Indeed, disease development and hemorrhoidal bleeding result partly from hyperplasia of the hemorrhoidal plexus, a site of increased blood flow [1]. The goal of embolization is, therefore, to reduce this excessive blood flow, to decrease hyperplasia and bleeding.

The hemorrhoid plexus is also a site of arteriovenous communication [9, 10]. More distal embolization would be likely to close these arteriovenous communications more effectively.

Then, one could suppose that the use of particles would allow more distal embolization and thus improve clinical results. It is still possible that going deeper in corpus cavernosum recti with other embolic material (liquid embolic) would bring better results. This is still to be clinically tested.

In our study, all patient with grade 1 complications after embolization (pain, bleeding) demonstrated clinical success. These complications, rapidly resolved after embolization, may be a sign of more distal and perhaps more effective embolization of the hemorrhoidal arteriovenous communication as we had significantly more grade 1 complications in the particles groups.

One area of potential progress, beyond change of embolics, could be a better understanding of the middle rectal artery.

The hemorrhoid plexus is usually vascularized by the superior rectal artery arising from the inferior mesenteric artery. However, anatomical variants occur in some patients, with the middle rectal artery, inconstant, arising from the internal iliac artery, acting as the main artery vascularizing the hemorrhoidal plexus.

We embolized the middle rectal artery in cases in which this variant was identified directly by angiography, indeed it is possible to find a hemorrhoidal plexus vascularized principally by one or both middle rectal arteries and a low intake of blood from the superior rectal artery in the hemorrhoidal plexus.

Sun et al. [11] recently reported a clinical success rate of 91% without complications after the complete occlusion, with coils, of the superior and middle rectal arteries when a connection was found (a unilateral connection in 13.04% and bilateral in 30.43% of patients). They recommended angiography and embolization of both the superior and middle rectal artery.

This is in accordance with our experience; we had three cases of failure after a first embolization of the superior rectal artery, and then embolization of the middle rectal artery was clinically successful in two of these patients. This suggests that distal and complete embolization of all arteries vascularizing the hemorrhoids is needed to improve the symptoms of patients.

We now recommend embolization of the middle rectal artery in first intention if the main blood intake seems to be coming from the middle rectal artery with a thin superior rectal artery.

Finally, like all mini-invasive hemorrhoidal techniques, embolization treats only internal hemorrhoidal disease. Careful patient selection is therefore crucial to reduce failure rates, regardless of the technique used.

To date, we do not have enough argument to recommend hemorrhoidal embolization by particles and coils, as we cannot demonstrate significant clinical benefit compared to embolization by coils alone.

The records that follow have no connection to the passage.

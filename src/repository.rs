//! Task store
//!
//! Durable task rows keyed by id and scoped by owner key. The scheduler only
//! talks to [`TaskRepository`]; the YAML file store is the default backend.

use std::io::Write;
use std::path::{Path, PathBuf};
use std::sync::Mutex;

use serde::{Deserialize, Serialize};

use crate::error::PersistenceError;
use crate::task::{TaskDefinition, TaskId, TaskRecord};

pub trait TaskRepository: Send + Sync {
    /// Persist a new task and return its freshly assigned id.
    fn create(&self, owner_key: &str, definition: &TaskDefinition) -> Result<TaskId, PersistenceError>;

    /// All rows created by `owner_key`, in store order.
    fn list(&self, owner_key: &str) -> Result<Vec<TaskRecord>, PersistenceError>;

    fn update(&self, id: TaskId, definition: &TaskDefinition) -> Result<(), PersistenceError>;

    fn delete(&self, id: TaskId) -> Result<(), PersistenceError>;
}

/// On-disk document layout.
#[derive(Debug, Clone, Serialize, Deserialize, PartialEq, Eq)]
#[serde(default)]
struct TaskStore {
    next_id: TaskId,
    tasks: Vec<TaskRecord>,
}

impl Default for TaskStore {
    fn default() -> Self {
        Self {
            next_id: 1,
            tasks: Vec::new(),
        }
    }
}

impl TaskStore {
    fn create(&mut self, owner_key: &str, definition: &TaskDefinition) -> Result<TaskId, PersistenceError> {
        // next_id only moves forward, also past ids seen in hand-edited files
        let max_seen = self.tasks.iter().map(|t| t.id).max().unwrap_or(0);
        let after_seen = max_seen.checked_add(1).ok_or(PersistenceError::IdsExhausted)?;
        let id = self.next_id.max(after_seen);
        self.next_id = id.saturating_add(1);

        self.tasks.push(TaskRecord {
            id,
            owner_key: owner_key.to_string(),
            source: definition.source_path().to_string(),
            target: definition.target_path().to_string(),
            frequency: definition.interval_seconds() as i64,
        });
        Ok(id)
    }

    fn list(&self, owner_key: &str) -> Vec<TaskRecord> {
        self.tasks
            .iter()
            .filter(|t| t.owner_key == owner_key)
            .cloned()
            .collect()
    }

    fn update(&mut self, id: TaskId, definition: &TaskDefinition) -> Result<(), PersistenceError> {
        let record = self
            .tasks
            .iter_mut()
            .find(|t| t.id == id)
            .ok_or(PersistenceError::NotFound(id))?;

        record.source = definition.source_path().to_string();
        record.target = definition.target_path().to_string();
        record.frequency = definition.interval_seconds() as i64;
        Ok(())
    }

    fn delete(&mut self, id: TaskId) -> Result<(), PersistenceError> {
        let before = self.tasks.len();
        self.tasks.retain(|t| t.id != id);
        if self.tasks.len() == before {
            return Err(PersistenceError::NotFound(id));
        }
        Ok(())
    }
}

/// Task store kept in a single YAML file.
///
/// Every operation reads the file, applies the change and rewrites it
/// atomically. A missing file is an empty store.
pub struct YamlTaskRepository {
    path: PathBuf,
    lock: Mutex<()>,
}

impl YamlTaskRepository {
    pub fn new(path: impl Into<PathBuf>) -> Self {
        Self {
            path: path.into(),
            lock: Mutex::new(()),
        }
    }

    pub fn path(&self) -> &Path {
        &self.path
    }

    fn read_store(&self) -> Result<TaskStore, PersistenceError> {
        let content = match std::fs::read_to_string(&self.path) {
            Ok(content) => content,
            Err(e) if e.kind() == std::io::ErrorKind::NotFound => return Ok(TaskStore::default()),
            Err(source) => {
                return Err(PersistenceError::Io {
                    op: "read",
                    path: self.path.clone(),
                    source,
                })
            }
        };

        if content.trim().is_empty() {
            return Ok(TaskStore::default());
        }

        Ok(serde_yaml::from_str(&content)?)
    }

    fn write_store(&self, store: &TaskStore) -> Result<(), PersistenceError> {
        let io_err = |op: &'static str| {
            let path = self.path.clone();
            move |source: std::io::Error| PersistenceError::Io { op, path, source }
        };

        let content = serde_yaml::to_string(store)?;

        let dir = match self.path.parent() {
            Some(parent) if !parent.as_os_str().is_empty() => parent.to_path_buf(),
            _ => PathBuf::from("."),
        };
        std::fs::create_dir_all(&dir).map_err(io_err("create directory for"))?;

        let mut tmp = tempfile::NamedTempFile::new_in(&dir).map_err(io_err("stage"))?;
        tmp.write_all(content.as_bytes()).map_err(io_err("write"))?;
        tmp.as_file().sync_all().map_err(io_err("flush"))?;
        tmp.persist(&self.path).map_err(|e| io_err("replace")(e.error))?;
        Ok(())
    }

    fn modify<T>(
        &self,
        f: impl FnOnce(&mut TaskStore) -> Result<T, PersistenceError>,
    ) -> Result<T, PersistenceError> {
        let _guard = self.lock.lock().unwrap_or_else(|e| e.into_inner());
        let mut store = self.read_store()?;
        let value = f(&mut store)?;
        self.write_store(&store)?;
        Ok(value)
    }
}

impl TaskRepository for YamlTaskRepository {
    fn create(&self, owner_key: &str, definition: &TaskDefinition) -> Result<TaskId, PersistenceError> {
        self.modify(|store| store.create(owner_key, definition))
    }

    fn list(&self, owner_key: &str) -> Result<Vec<TaskRecord>, PersistenceError> {
        let _guard = self.lock.lock().unwrap_or_else(|e| e.into_inner());
        Ok(self.read_store()?.list(owner_key))
    }

    fn update(&self, id: TaskId, definition: &TaskDefinition) -> Result<(), PersistenceError> {
        self.modify(|store| store.update(id, definition))
    }

    fn delete(&self, id: TaskId) -> Result<(), PersistenceError> {
        self.modify(|store| store.delete(id))
    }
}

/// Task store that lives only as long as the process.
#[derive(Default)]
pub struct InMemoryTaskRepository {
    store: Mutex<TaskStore>,
}

impl InMemoryTaskRepository {
    pub fn new() -> Self {
        Self::default()
    }

    /// Insert a raw row, bypassing validation. Useful for simulating stores
    /// written by other tools.
    pub fn insert_raw(&self, record: TaskRecord) {
        let mut store = self.store.lock().unwrap_or_else(|e| e.into_inner());
        store.next_id = store.next_id.max(record.id.saturating_add(1));
        store.tasks.push(record);
    }
}

impl TaskRepository for InMemoryTaskRepository {
    fn create(&self, owner_key: &str, definition: &TaskDefinition) -> Result<TaskId, PersistenceError> {
        let mut store = self.store.lock().unwrap_or_else(|e| e.into_inner());
        store.create(owner_key, definition)
    }

    fn list(&self, owner_key: &str) -> Result<Vec<TaskRecord>, PersistenceError> {
        let store = self.store.lock().unwrap_or_else(|e| e.into_inner());
        Ok(store.list(owner_key))
    }

    fn update(&self, id: TaskId, definition: &TaskDefinition) -> Result<(), PersistenceError> {
        let mut store = self.store.lock().unwrap_or_else(|e| e.into_inner());
        store.update(id, definition)
    }

    fn delete(&self, id: TaskId) -> Result<(), PersistenceError> {
        let mut store = self.store.lock().unwrap_or_else(|e| e.into_inner());
        store.delete(id)
    }
}

#[cfg(test)]
mod tests {
    use super::*;
    use tempfile::TempDir;

    fn def(source: &str, target: &str, interval: i64) -> TaskDefinition {
        TaskDefinition::new(source, target, interval).unwrap()
    }

    #[test]
    fn test_yaml_missing_file_is_empty() {
        let dir = TempDir::new().unwrap();
        let repo = YamlTaskRepository::new(dir.path().join("tasks.yaml"));
        assert!(repo.list("host").unwrap().is_empty());
    }

    #[test]
    fn test_yaml_crud_roundtrip() {
        let dir = TempDir::new().unwrap();
        let repo = YamlTaskRepository::new(dir.path().join("tasks.yaml"));

        let id = repo.create("host", &def("/a.txt", "/b.txt", 2)).unwrap();
        let rows = repo.list("host").unwrap();
        assert_eq!(rows.len(), 1);
        assert_eq!(rows[0].id, id);
        assert_eq!(rows[0].source, "/a.txt");
        assert_eq!(rows[0].frequency, 2);

        repo.update(id, &def("/c.txt", "/d.txt", 9)).unwrap();
        let rows = repo.list("host").unwrap();
        assert_eq!(rows[0].target, "/d.txt");
        assert_eq!(rows[0].frequency, 9);

        repo.delete(id).unwrap();
        assert!(repo.list("host").unwrap().is_empty());
    }

    #[test]
    fn test_yaml_persists_across_instances() {
        let dir = TempDir::new().unwrap();
        let path = dir.path().join("nested").join("tasks.yaml");

        let id = YamlTaskRepository::new(&path)
            .create("host", &def("/a", "/b", 5))
            .unwrap();

        let reopened = YamlTaskRepository::new(&path);
        let rows = reopened.list("host").unwrap();
        assert_eq!(rows.len(), 1);
        assert_eq!(rows[0].id, id);
    }

    #[test]
    fn test_ids_not_reused_after_delete() {
        let dir = TempDir::new().unwrap();
        let repo = YamlTaskRepository::new(dir.path().join("tasks.yaml"));

        let first = repo.create("host", &def("/a", "/b", 1)).unwrap();
        let second = repo.create("host", &def("/a", "/b", 1)).unwrap();
        repo.delete(second).unwrap();
        let third = repo.create("host", &def("/a", "/b", 1)).unwrap();

        assert!(second > first);
        assert!(third > second);
    }

    #[test]
    fn test_list_scoped_by_owner() {
        let repo = InMemoryTaskRepository::new();
        repo.create("host-a", &def("/a", "/b", 1)).unwrap();
        repo.create("host-b", &def("/c", "/d", 1)).unwrap();
        repo.create("host-a", &def("/e", "/f", 1)).unwrap();

        assert_eq!(repo.list("host-a").unwrap().len(), 2);
        assert_eq!(repo.list("host-b").unwrap().len(), 1);
        assert!(repo.list("host-c").unwrap().is_empty());
    }

    #[test]
    fn test_update_and_delete_missing_id() {
        let repo = InMemoryTaskRepository::new();
        assert!(matches!(
            repo.update(42, &def("/a", "/b", 1)),
            Err(PersistenceError::NotFound(42))
        ));
        assert!(matches!(repo.delete(42), Err(PersistenceError::NotFound(42))));
    }

    #[test]
    fn test_yaml_malformed_file() {
        let dir = TempDir::new().unwrap();
        let path = dir.path().join("tasks.yaml");
        std::fs::write(&path, "tasks: [this is: not, valid").unwrap();

        let repo = YamlTaskRepository::new(&path);
        assert!(matches!(repo.list("host"), Err(PersistenceError::Format(_))));
    }

    #[test]
    fn test_create_fails_when_ids_exhausted() {
        let repo = InMemoryTaskRepository::new();
        repo.insert_raw(TaskRecord {
            id: TaskId::MAX,
            owner_key: "host".to_string(),
            source: "/a".to_string(),
            target: "/b".to_string(),
            frequency: 1,
        });

        assert!(matches!(
            repo.create("host", &def("/a", "/b", 1)),
            Err(PersistenceError::IdsExhausted)
        ));
        assert_eq!(repo.list("host").unwrap().len(), 1);
    }

    #[test]
    fn test_yaml_create_fails_on_max_id_in_file() {
        let dir = TempDir::new().unwrap();
        let path = dir.path().join("tasks.yaml");
        std::fs::write(
            &path,
            "next_id: 1\ntasks:\n- id: 9223372036854775807\n  owner_key: host\n  source: /a\n  target: /b\n  frequency: 5\n",
        )
        .unwrap();

        let repo = YamlTaskRepository::new(&path);
        assert!(matches!(
            repo.create("host", &def("/c", "/d", 1)),
            Err(PersistenceError::IdsExhausted)
        ));
        assert_eq!(repo.list("host").unwrap().len(), 1);
    }

    #[test]
    fn test_insert_raw_advances_next_id() {
        let repo = InMemoryTaskRepository::new();
        repo.insert_raw(TaskRecord {
            id: 10,
            owner_key: "host".to_string(),
            source: "/a".to_string(),
            target: "/b".to_string(),
            frequency: 0,
        });
        let id = repo.create("host", &def("/a", "/b", 1)).unwrap();
        assert_eq!(id, 11);
    }
}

However, further investigation is needed in order to conclude on the interest of particles in hemorrhoidal embolization.

Conclusion

We report the outcomes of embolization with particles and coils for hemorrhoidal bleeding.

This technique was feasible, with a technical efficiency of 100% and no major complications.

No significant difference was observed in the change in clinical success between patients embolized with particles and coils and those embolized with coils only, with an overall clinical success rate of 66% (25/38).